What you have to do -
Please report how many lines of the data include the word "EntityData", with the number as the entire reply.

#####

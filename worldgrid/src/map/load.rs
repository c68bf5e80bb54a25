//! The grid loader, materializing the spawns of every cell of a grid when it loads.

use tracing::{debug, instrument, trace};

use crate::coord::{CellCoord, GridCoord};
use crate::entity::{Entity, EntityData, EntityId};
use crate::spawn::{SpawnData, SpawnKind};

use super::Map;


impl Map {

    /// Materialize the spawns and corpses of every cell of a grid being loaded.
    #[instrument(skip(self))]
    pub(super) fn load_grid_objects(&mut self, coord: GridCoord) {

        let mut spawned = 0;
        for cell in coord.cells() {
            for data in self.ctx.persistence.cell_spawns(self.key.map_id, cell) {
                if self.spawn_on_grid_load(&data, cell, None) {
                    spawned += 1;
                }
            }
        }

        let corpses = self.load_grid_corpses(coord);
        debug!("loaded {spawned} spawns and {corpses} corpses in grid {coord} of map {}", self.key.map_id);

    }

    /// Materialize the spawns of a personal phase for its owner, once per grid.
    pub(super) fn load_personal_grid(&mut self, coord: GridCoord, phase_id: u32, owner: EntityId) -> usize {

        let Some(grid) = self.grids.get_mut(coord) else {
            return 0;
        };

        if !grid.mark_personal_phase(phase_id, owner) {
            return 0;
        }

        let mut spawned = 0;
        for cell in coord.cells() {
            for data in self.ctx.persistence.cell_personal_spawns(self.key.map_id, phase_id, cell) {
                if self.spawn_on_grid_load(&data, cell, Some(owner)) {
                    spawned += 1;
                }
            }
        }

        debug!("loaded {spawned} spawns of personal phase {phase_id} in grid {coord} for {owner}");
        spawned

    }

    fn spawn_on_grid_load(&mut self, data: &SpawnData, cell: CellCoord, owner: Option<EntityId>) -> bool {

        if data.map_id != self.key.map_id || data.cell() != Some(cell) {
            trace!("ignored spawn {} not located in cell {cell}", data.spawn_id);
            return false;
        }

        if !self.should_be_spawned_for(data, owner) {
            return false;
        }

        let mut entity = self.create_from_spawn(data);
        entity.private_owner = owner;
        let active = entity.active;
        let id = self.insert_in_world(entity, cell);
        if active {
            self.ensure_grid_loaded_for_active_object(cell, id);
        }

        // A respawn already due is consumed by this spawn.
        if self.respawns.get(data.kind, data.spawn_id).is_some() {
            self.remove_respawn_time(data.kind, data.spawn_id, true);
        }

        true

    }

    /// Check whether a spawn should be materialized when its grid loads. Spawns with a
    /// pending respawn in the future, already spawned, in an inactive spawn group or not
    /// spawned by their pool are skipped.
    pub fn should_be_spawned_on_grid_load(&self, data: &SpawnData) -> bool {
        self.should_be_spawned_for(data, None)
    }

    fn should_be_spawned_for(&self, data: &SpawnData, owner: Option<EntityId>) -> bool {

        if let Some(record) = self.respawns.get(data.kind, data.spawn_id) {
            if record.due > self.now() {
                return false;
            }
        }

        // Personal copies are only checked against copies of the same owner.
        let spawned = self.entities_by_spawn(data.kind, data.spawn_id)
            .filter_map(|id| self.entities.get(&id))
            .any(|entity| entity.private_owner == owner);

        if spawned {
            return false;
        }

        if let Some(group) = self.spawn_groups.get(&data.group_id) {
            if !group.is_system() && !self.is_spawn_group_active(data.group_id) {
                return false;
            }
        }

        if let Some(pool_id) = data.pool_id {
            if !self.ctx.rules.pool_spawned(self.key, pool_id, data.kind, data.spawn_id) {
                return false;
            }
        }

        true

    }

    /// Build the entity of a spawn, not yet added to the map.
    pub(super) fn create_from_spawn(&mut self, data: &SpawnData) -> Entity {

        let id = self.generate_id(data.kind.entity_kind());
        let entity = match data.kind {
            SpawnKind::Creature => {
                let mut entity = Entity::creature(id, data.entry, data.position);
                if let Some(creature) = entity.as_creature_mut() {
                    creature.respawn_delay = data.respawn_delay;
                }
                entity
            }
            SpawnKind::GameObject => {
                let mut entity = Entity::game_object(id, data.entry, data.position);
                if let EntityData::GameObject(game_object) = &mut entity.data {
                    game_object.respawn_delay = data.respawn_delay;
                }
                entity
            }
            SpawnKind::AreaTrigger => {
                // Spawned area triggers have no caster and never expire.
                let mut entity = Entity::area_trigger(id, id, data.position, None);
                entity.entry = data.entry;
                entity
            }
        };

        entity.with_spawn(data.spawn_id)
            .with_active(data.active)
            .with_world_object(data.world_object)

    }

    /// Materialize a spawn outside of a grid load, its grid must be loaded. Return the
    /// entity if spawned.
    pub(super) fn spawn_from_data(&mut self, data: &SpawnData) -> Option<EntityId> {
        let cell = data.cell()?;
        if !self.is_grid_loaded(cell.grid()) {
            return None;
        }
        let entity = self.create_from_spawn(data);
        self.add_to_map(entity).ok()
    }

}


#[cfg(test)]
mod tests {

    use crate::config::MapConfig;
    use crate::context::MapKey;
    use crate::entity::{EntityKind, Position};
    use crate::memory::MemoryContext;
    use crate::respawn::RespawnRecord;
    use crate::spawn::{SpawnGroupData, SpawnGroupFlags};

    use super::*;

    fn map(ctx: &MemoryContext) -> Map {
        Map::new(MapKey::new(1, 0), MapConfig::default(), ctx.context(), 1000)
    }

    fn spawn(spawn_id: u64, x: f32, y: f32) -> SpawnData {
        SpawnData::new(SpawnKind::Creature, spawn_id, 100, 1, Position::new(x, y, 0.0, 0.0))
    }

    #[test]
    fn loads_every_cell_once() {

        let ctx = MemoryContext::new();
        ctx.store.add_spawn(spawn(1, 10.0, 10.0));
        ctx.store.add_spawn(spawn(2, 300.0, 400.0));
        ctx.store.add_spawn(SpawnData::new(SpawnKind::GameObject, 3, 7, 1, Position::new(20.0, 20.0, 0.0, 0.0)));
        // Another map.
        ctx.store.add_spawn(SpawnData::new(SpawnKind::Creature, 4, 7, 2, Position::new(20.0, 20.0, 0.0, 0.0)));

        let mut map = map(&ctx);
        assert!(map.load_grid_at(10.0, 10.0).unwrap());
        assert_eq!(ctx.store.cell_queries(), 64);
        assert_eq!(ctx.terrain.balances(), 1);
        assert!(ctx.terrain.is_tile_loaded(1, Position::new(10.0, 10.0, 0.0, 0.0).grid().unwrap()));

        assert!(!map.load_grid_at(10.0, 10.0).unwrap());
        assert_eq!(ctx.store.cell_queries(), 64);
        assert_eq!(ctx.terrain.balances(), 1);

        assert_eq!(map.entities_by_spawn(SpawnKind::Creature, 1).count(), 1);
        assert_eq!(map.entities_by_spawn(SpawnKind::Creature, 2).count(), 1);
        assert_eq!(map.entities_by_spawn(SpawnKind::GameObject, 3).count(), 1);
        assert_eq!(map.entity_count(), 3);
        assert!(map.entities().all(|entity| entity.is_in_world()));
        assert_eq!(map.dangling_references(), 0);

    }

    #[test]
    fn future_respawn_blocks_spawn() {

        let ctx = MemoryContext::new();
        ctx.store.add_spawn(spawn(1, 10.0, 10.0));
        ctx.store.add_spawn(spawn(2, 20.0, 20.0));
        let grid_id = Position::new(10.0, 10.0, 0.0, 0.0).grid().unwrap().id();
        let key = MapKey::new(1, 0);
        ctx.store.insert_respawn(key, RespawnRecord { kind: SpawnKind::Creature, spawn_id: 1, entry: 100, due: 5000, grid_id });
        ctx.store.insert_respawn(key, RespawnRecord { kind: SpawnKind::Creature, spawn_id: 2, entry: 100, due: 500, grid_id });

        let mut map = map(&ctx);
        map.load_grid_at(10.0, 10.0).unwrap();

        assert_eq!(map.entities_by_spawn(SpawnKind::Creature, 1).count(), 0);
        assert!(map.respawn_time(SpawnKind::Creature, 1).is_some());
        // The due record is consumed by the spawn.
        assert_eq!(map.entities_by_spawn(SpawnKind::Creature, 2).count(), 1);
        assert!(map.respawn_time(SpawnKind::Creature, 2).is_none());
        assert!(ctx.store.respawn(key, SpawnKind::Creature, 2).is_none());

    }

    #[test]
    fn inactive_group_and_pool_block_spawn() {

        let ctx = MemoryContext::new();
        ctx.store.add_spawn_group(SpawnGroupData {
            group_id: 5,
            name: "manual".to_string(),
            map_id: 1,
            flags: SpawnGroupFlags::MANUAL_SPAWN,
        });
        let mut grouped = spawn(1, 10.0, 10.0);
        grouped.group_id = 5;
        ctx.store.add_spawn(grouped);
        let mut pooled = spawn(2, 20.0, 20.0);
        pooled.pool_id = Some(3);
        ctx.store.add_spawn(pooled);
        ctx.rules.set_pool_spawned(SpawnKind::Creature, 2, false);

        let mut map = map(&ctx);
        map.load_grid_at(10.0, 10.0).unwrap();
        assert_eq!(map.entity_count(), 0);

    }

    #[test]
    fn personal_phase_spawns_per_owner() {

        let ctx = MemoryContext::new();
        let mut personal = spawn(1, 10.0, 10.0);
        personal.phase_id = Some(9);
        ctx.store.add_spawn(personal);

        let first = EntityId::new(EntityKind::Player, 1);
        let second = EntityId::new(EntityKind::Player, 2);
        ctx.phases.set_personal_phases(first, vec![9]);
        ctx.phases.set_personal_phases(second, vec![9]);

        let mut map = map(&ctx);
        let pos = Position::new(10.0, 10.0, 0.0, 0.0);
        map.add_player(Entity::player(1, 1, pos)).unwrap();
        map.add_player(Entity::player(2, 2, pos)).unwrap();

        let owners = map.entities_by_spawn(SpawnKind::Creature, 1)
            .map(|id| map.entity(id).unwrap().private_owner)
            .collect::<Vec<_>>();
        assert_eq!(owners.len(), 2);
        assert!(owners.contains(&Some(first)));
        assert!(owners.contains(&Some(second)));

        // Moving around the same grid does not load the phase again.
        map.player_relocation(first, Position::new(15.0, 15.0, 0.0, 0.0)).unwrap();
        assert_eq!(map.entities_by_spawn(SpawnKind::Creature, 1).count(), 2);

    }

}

#####

Exercise solution -
2